Please quote exactly the lines below from the line containing "use std::collections::BTreeMap;" to the line containing "post-expansion belief distributions;", both lines included, and nothing else.

-------------------------

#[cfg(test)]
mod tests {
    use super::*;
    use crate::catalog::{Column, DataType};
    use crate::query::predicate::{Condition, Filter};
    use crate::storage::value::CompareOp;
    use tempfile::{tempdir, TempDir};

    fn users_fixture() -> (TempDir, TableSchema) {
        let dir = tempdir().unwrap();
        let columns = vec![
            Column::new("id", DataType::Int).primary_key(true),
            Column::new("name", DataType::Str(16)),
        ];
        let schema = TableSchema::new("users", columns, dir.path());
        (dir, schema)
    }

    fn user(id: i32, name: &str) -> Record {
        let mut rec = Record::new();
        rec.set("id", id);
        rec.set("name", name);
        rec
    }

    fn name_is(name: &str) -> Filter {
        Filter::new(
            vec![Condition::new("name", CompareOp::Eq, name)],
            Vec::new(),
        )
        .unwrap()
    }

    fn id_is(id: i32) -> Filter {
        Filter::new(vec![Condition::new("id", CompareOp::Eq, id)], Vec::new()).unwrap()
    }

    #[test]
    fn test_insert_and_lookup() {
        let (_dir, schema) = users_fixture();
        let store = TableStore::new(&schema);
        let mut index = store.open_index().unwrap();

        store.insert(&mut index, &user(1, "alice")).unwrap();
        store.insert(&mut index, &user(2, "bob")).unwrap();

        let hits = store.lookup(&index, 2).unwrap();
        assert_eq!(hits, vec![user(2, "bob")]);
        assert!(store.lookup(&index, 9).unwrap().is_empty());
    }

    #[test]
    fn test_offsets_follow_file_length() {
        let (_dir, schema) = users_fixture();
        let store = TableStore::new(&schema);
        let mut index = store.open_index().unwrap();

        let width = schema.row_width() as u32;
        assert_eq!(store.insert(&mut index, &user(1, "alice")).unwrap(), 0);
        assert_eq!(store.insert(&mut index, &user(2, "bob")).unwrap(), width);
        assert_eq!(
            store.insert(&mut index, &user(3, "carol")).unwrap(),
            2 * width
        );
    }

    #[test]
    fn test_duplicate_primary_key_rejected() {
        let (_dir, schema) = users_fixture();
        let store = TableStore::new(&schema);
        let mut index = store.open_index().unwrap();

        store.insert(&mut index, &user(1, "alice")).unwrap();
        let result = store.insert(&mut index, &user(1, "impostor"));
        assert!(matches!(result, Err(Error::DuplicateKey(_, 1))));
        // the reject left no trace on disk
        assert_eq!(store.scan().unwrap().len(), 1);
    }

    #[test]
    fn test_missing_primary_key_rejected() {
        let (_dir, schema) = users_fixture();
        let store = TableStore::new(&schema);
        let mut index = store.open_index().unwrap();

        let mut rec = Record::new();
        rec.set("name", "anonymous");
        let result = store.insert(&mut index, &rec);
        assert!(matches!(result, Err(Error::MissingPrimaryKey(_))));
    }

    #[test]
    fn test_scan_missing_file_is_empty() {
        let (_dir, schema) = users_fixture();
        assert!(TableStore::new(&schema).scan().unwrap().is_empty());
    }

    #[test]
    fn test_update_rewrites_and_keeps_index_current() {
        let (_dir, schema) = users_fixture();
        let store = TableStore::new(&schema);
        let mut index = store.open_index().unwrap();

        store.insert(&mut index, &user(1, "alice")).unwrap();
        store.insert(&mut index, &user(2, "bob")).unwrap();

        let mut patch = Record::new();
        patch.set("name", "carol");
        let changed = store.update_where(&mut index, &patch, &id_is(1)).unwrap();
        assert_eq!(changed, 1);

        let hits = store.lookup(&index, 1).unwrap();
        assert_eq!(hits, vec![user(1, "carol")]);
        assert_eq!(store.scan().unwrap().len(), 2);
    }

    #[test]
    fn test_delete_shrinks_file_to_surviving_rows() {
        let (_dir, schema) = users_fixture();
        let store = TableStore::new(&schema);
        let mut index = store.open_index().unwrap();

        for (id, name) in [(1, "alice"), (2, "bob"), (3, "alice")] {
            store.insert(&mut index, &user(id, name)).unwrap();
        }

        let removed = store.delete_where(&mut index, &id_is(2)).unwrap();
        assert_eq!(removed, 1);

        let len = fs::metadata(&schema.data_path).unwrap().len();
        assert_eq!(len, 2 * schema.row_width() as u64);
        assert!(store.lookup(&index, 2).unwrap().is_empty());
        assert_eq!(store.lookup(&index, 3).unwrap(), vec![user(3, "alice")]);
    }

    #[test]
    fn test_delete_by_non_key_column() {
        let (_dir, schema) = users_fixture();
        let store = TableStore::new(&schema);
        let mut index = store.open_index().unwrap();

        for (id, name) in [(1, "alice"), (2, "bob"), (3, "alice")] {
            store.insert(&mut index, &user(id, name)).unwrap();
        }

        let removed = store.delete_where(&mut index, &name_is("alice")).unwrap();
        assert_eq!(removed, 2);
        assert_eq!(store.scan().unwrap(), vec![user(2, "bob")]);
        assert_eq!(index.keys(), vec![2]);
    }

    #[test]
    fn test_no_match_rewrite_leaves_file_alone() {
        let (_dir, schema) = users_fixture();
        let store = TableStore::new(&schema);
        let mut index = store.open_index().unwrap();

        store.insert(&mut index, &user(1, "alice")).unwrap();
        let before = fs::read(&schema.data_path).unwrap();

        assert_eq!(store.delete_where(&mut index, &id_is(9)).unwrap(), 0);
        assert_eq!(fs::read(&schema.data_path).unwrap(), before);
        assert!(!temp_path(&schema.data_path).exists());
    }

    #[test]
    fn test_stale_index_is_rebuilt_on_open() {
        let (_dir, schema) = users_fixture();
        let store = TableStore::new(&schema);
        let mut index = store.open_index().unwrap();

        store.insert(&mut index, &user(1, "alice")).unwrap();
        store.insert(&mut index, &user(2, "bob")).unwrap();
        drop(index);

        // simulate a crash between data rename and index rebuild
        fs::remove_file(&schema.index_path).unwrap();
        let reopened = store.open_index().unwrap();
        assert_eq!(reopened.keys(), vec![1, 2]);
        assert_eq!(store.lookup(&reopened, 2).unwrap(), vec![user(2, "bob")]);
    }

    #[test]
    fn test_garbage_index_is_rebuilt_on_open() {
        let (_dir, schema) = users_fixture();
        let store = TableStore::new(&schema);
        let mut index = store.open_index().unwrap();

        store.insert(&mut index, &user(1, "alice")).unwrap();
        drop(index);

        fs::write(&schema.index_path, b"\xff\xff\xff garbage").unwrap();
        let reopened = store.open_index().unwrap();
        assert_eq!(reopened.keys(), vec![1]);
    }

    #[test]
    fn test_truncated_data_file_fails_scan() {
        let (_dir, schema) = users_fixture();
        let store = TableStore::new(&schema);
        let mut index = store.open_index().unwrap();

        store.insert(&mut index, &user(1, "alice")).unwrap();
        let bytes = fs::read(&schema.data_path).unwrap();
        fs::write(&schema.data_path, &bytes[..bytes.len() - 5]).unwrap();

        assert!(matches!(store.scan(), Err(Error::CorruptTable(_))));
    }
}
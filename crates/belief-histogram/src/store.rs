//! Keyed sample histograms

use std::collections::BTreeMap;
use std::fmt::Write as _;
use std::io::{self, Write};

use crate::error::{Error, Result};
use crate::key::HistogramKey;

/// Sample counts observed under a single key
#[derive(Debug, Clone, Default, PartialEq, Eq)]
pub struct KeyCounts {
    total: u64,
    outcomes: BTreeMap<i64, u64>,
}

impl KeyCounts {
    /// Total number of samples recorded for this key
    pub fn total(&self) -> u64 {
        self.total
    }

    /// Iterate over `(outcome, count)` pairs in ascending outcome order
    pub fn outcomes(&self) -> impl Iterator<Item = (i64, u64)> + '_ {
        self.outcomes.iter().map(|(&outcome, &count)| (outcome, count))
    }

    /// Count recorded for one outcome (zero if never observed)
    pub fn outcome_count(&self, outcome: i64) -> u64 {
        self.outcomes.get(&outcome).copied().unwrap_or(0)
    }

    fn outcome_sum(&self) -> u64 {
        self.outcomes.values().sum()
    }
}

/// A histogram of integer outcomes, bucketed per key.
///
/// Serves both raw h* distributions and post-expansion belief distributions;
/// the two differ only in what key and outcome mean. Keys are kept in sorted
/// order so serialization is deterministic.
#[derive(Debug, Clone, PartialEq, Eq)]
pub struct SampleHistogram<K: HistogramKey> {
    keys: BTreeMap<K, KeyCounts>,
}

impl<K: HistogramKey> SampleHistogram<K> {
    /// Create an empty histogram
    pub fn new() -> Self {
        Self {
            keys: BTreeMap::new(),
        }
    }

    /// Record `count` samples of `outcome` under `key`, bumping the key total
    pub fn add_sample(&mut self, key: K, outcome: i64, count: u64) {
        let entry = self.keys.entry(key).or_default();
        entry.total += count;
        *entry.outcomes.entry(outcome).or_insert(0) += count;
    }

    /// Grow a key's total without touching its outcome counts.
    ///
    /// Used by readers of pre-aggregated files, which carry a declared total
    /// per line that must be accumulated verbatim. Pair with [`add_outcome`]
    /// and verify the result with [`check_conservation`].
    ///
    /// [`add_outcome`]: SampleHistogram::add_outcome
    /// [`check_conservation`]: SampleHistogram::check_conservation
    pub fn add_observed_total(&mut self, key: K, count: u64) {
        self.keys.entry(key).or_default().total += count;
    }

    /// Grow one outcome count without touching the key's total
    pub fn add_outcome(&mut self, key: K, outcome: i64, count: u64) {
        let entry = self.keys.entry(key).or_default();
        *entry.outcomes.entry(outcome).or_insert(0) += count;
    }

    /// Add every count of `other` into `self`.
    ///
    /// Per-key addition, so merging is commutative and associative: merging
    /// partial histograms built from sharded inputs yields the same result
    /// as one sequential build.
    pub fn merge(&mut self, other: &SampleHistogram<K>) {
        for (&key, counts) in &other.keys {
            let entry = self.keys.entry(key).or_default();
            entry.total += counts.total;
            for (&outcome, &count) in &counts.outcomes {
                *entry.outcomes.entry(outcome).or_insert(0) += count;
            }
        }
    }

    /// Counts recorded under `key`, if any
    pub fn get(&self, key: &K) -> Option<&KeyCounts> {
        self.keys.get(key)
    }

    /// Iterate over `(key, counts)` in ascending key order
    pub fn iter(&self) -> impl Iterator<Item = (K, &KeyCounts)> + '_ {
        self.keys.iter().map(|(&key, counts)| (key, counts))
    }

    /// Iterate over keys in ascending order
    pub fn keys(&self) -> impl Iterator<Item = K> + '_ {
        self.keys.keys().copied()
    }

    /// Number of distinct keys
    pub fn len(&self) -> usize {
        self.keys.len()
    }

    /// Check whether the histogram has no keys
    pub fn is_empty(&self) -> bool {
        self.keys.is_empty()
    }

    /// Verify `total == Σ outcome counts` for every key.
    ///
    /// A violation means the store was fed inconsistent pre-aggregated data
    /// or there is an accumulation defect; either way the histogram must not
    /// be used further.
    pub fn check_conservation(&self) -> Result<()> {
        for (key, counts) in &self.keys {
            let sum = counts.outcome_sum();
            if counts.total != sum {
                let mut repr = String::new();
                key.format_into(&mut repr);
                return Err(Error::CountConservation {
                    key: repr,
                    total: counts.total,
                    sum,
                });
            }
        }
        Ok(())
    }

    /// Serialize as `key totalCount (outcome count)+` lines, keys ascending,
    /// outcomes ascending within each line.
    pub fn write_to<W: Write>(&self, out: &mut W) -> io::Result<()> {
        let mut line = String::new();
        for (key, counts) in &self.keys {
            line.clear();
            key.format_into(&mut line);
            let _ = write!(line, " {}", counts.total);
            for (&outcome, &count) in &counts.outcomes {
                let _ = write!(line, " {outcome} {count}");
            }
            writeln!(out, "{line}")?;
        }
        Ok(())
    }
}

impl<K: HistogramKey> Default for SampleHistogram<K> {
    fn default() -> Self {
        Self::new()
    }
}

-------------------------

▶ **Solution to this task**:
use std::collections::BTreeMap;
use std::fmt::Write as _;
use std::io::{self, Write};

use crate::error::{Error, Result};
use crate::key::HistogramKey;

/// Sample counts observed under a single key
#[derive(Debug, Clone, Default, PartialEq, Eq)]
pub struct KeyCounts {
    total: u64,
    outcomes: BTreeMap<i64, u64>,
}

impl KeyCounts {
    /// Total number of samples recorded for this key
    pub fn total(&self) -> u64 {
        self.total
    }

    /// Iterate over `(outcome, count)` pairs in ascending outcome order
    pub fn outcomes(&self) -> impl Iterator<Item = (i64, u64)> + '_ {
        self.outcomes.iter().map(|(&outcome, &count)| (outcome, count))
    }

    /// Count recorded for one outcome (zero if never observed)
    pub fn outcome_count(&self, outcome: i64) -> u64 {
        self.outcomes.get(&outcome).copied().unwrap_or(0)
    }

    fn outcome_sum(&self) -> u64 {
        self.outcomes.values().sum()
    }
}

/// A histogram of integer outcomes, bucketed per key.
///
/// Serves both raw h* distributions and post-expansion belief distributions;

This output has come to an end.